Copy out every line of the data that has the word "derive" somewhere in it.
══ MATERIAL SHOWN ══
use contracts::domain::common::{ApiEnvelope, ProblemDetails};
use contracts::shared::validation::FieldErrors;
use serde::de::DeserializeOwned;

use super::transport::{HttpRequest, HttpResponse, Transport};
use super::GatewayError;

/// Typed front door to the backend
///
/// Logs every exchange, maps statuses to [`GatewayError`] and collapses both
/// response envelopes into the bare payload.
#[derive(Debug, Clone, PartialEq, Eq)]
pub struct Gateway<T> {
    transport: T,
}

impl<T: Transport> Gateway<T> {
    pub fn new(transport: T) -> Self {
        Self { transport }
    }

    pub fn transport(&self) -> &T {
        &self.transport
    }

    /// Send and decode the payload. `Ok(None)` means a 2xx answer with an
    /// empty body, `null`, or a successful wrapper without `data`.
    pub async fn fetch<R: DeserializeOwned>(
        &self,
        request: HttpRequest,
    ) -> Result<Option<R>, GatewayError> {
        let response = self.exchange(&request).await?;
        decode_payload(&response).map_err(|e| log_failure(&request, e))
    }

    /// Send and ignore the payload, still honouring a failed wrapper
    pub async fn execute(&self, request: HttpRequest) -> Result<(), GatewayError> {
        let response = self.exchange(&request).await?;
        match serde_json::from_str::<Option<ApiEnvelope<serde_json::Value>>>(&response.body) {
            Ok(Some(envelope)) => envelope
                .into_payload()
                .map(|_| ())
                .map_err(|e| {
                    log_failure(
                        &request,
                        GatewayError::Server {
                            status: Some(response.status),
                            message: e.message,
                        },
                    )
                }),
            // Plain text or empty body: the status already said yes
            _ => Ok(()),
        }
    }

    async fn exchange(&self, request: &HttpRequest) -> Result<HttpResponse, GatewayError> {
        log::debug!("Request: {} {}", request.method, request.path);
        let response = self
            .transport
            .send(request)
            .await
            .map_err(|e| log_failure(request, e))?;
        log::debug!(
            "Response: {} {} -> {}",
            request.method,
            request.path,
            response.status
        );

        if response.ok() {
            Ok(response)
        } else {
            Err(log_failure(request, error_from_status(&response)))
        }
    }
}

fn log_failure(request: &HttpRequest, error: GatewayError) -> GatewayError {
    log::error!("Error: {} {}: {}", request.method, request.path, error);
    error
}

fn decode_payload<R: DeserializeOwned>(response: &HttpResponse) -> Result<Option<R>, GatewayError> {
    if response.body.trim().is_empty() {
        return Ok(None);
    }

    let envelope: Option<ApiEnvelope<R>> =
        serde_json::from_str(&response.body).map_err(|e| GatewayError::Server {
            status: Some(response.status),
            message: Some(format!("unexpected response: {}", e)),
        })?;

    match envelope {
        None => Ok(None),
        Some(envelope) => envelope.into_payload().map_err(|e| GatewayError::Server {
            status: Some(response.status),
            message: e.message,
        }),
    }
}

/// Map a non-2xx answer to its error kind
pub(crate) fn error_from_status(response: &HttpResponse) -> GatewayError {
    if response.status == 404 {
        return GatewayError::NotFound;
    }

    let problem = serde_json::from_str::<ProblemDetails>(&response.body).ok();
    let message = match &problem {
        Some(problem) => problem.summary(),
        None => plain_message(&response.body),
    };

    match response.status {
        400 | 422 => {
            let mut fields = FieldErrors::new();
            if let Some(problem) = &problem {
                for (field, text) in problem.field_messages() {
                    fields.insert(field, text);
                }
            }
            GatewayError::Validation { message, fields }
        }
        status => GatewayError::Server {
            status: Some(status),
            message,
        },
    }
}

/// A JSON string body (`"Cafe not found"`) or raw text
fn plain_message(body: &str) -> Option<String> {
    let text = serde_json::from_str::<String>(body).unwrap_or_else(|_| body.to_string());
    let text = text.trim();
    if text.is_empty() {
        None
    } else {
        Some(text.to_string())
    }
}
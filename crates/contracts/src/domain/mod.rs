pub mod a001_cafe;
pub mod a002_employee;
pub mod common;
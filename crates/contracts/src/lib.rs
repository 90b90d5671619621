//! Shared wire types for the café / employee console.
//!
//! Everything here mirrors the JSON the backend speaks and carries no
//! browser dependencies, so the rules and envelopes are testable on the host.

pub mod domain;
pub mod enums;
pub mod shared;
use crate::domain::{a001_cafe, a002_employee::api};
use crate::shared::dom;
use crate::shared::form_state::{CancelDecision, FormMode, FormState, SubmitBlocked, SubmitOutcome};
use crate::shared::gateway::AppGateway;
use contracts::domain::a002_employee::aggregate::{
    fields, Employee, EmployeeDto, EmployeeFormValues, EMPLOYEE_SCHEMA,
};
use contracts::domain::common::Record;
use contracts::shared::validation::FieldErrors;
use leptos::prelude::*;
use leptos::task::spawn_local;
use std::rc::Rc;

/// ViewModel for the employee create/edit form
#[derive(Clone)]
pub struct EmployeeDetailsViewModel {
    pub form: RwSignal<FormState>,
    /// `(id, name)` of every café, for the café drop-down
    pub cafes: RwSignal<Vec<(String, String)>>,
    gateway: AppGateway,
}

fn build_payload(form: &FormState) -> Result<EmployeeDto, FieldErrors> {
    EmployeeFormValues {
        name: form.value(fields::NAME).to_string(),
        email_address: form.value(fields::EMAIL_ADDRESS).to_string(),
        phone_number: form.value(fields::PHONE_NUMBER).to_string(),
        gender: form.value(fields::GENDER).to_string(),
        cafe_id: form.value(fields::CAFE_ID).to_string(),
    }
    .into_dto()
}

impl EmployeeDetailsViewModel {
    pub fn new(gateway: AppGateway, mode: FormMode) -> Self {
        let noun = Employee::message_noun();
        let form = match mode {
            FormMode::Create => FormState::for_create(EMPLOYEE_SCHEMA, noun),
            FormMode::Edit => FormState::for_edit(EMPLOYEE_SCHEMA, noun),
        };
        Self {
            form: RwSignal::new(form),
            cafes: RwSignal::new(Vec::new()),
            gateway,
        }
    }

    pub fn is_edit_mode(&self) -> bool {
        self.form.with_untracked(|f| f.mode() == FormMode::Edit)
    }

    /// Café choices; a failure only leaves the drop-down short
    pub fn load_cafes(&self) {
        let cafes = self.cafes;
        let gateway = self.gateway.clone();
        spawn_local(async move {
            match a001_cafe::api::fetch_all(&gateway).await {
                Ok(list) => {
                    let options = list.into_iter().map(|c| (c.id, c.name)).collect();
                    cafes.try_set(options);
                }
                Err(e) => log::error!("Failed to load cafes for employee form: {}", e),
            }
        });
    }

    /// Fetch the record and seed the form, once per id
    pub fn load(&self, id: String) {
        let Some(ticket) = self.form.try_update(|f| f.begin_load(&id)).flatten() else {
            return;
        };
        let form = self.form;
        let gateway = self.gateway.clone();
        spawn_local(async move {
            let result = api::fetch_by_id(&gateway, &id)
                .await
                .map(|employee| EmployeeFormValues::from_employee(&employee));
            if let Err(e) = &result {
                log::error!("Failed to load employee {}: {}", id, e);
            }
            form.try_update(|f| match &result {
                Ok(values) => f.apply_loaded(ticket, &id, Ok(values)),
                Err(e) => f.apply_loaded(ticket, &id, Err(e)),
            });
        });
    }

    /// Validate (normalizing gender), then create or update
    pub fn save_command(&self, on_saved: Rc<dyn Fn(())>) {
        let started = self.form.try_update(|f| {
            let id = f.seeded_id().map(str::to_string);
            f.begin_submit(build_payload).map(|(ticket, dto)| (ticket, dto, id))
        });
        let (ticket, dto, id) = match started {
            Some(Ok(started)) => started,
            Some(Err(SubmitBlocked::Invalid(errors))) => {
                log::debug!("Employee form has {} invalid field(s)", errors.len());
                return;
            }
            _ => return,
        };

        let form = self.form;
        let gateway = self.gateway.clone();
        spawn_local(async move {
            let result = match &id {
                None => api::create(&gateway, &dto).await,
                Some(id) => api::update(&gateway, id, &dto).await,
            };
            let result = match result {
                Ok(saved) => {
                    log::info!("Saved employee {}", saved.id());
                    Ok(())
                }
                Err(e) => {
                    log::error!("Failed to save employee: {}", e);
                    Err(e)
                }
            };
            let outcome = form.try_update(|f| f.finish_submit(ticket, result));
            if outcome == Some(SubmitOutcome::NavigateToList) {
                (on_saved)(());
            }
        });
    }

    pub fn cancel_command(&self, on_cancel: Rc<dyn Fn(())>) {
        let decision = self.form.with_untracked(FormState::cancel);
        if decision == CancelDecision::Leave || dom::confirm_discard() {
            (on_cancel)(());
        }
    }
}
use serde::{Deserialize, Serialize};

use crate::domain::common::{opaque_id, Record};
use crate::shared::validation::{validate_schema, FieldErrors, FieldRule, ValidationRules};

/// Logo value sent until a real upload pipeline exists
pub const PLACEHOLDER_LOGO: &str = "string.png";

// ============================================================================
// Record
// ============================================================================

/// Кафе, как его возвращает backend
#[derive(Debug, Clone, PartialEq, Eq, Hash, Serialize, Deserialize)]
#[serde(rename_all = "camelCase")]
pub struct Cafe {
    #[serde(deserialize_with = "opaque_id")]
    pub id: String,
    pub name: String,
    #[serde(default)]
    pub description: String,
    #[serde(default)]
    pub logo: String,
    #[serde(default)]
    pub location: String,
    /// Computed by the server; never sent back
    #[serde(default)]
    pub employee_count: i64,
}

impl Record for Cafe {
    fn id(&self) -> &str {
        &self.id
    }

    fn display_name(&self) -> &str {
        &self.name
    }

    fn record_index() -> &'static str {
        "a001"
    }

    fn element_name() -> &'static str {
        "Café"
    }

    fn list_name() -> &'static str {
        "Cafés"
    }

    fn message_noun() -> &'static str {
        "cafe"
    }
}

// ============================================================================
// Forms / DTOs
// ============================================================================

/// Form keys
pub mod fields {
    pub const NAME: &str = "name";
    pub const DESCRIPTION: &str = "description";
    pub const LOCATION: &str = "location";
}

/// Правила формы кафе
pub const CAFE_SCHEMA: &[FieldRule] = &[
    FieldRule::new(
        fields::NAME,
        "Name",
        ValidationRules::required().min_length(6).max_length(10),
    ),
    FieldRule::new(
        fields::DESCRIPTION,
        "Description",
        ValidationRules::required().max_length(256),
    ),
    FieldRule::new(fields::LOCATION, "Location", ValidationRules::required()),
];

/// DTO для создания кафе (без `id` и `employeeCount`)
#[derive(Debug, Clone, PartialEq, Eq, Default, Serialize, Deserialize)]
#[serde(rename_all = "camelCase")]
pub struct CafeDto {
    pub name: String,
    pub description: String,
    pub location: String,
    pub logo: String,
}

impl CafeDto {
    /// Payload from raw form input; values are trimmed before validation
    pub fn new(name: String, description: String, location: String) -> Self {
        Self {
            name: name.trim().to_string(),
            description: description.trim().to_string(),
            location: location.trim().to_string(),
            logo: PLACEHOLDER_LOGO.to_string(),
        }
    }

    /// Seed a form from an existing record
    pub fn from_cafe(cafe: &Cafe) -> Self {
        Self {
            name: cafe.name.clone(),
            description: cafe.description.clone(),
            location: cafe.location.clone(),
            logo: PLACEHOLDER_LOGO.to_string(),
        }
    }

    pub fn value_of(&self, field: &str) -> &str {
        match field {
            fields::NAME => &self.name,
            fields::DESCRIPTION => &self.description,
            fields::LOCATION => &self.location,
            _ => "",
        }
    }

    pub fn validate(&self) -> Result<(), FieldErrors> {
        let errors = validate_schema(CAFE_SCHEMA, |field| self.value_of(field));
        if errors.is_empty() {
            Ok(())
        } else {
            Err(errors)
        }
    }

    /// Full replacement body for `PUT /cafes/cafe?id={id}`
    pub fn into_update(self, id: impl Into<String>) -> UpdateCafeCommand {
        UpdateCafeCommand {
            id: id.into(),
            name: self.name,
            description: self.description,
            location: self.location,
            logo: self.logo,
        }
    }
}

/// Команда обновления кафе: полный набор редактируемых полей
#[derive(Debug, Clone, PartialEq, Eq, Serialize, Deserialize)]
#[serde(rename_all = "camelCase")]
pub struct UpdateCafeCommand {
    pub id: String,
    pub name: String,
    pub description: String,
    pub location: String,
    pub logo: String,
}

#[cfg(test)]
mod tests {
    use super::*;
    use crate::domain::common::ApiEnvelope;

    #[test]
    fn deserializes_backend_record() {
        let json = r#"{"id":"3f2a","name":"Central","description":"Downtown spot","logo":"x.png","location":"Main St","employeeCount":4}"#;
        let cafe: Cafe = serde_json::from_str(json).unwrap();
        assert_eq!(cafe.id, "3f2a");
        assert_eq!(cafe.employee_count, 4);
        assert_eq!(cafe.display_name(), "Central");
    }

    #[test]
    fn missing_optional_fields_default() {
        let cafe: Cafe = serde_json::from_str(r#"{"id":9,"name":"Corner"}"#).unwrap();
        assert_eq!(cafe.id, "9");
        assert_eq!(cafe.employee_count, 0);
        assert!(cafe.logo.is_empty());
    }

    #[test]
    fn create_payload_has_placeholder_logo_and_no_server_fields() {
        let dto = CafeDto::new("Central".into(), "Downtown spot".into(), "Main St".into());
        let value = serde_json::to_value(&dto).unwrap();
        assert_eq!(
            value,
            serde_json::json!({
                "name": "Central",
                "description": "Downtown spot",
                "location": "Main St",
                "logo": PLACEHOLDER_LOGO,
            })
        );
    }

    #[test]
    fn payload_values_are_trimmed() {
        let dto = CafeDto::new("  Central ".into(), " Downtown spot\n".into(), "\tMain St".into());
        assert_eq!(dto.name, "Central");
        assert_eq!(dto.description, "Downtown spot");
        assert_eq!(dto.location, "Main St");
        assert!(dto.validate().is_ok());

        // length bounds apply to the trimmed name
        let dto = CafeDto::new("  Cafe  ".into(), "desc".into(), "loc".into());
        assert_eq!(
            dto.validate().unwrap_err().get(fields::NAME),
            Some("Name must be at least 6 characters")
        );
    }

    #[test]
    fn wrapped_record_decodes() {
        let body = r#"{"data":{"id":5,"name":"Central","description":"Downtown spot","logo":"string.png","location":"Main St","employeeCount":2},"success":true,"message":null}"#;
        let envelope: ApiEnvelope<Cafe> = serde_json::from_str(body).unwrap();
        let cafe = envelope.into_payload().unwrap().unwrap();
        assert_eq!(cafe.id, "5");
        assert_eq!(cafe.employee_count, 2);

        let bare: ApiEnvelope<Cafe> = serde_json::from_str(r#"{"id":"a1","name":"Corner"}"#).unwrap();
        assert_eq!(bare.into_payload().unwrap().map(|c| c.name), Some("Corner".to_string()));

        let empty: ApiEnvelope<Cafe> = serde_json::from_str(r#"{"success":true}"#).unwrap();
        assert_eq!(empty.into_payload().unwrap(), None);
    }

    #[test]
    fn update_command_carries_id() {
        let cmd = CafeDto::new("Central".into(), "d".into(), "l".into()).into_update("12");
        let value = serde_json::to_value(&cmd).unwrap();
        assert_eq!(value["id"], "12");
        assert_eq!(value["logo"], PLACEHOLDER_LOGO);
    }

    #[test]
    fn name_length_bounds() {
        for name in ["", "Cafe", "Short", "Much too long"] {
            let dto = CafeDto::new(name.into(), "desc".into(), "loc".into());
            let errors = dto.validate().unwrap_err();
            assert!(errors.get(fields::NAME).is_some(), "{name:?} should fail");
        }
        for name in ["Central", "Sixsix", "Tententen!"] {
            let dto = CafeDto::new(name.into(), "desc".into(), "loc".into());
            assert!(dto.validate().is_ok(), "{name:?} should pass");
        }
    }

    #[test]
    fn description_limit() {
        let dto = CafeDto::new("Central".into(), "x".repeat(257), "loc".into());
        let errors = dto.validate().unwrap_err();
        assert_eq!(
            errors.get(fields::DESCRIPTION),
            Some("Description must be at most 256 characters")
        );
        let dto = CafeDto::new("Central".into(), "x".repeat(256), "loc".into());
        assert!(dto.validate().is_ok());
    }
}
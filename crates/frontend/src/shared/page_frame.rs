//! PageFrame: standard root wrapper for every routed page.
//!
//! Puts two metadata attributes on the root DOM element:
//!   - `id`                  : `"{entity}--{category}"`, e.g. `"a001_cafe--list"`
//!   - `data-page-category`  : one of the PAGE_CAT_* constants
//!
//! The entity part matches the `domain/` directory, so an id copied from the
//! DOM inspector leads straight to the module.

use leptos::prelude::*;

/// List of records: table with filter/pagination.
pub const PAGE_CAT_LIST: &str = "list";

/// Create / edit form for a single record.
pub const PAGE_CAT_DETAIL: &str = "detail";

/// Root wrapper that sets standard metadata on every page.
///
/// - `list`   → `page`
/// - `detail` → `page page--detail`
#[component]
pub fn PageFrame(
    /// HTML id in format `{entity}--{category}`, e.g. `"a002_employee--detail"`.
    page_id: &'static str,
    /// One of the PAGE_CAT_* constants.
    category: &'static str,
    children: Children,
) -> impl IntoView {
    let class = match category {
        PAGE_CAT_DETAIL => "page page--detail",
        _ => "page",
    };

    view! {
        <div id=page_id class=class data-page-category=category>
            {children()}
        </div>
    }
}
═══
▸ YOUR SOLUTION:
#[derive(Debug, Clone, PartialEq, Eq)]
#[derive(Clone)]
#[derive(Debug, Clone, PartialEq, Eq, Hash, Serialize, Deserialize)]
#[derive(Debug, Clone, PartialEq, Eq, Default, Serialize, Deserialize)]
#[derive(Debug, Clone, PartialEq, Eq, Serialize, Deserialize)]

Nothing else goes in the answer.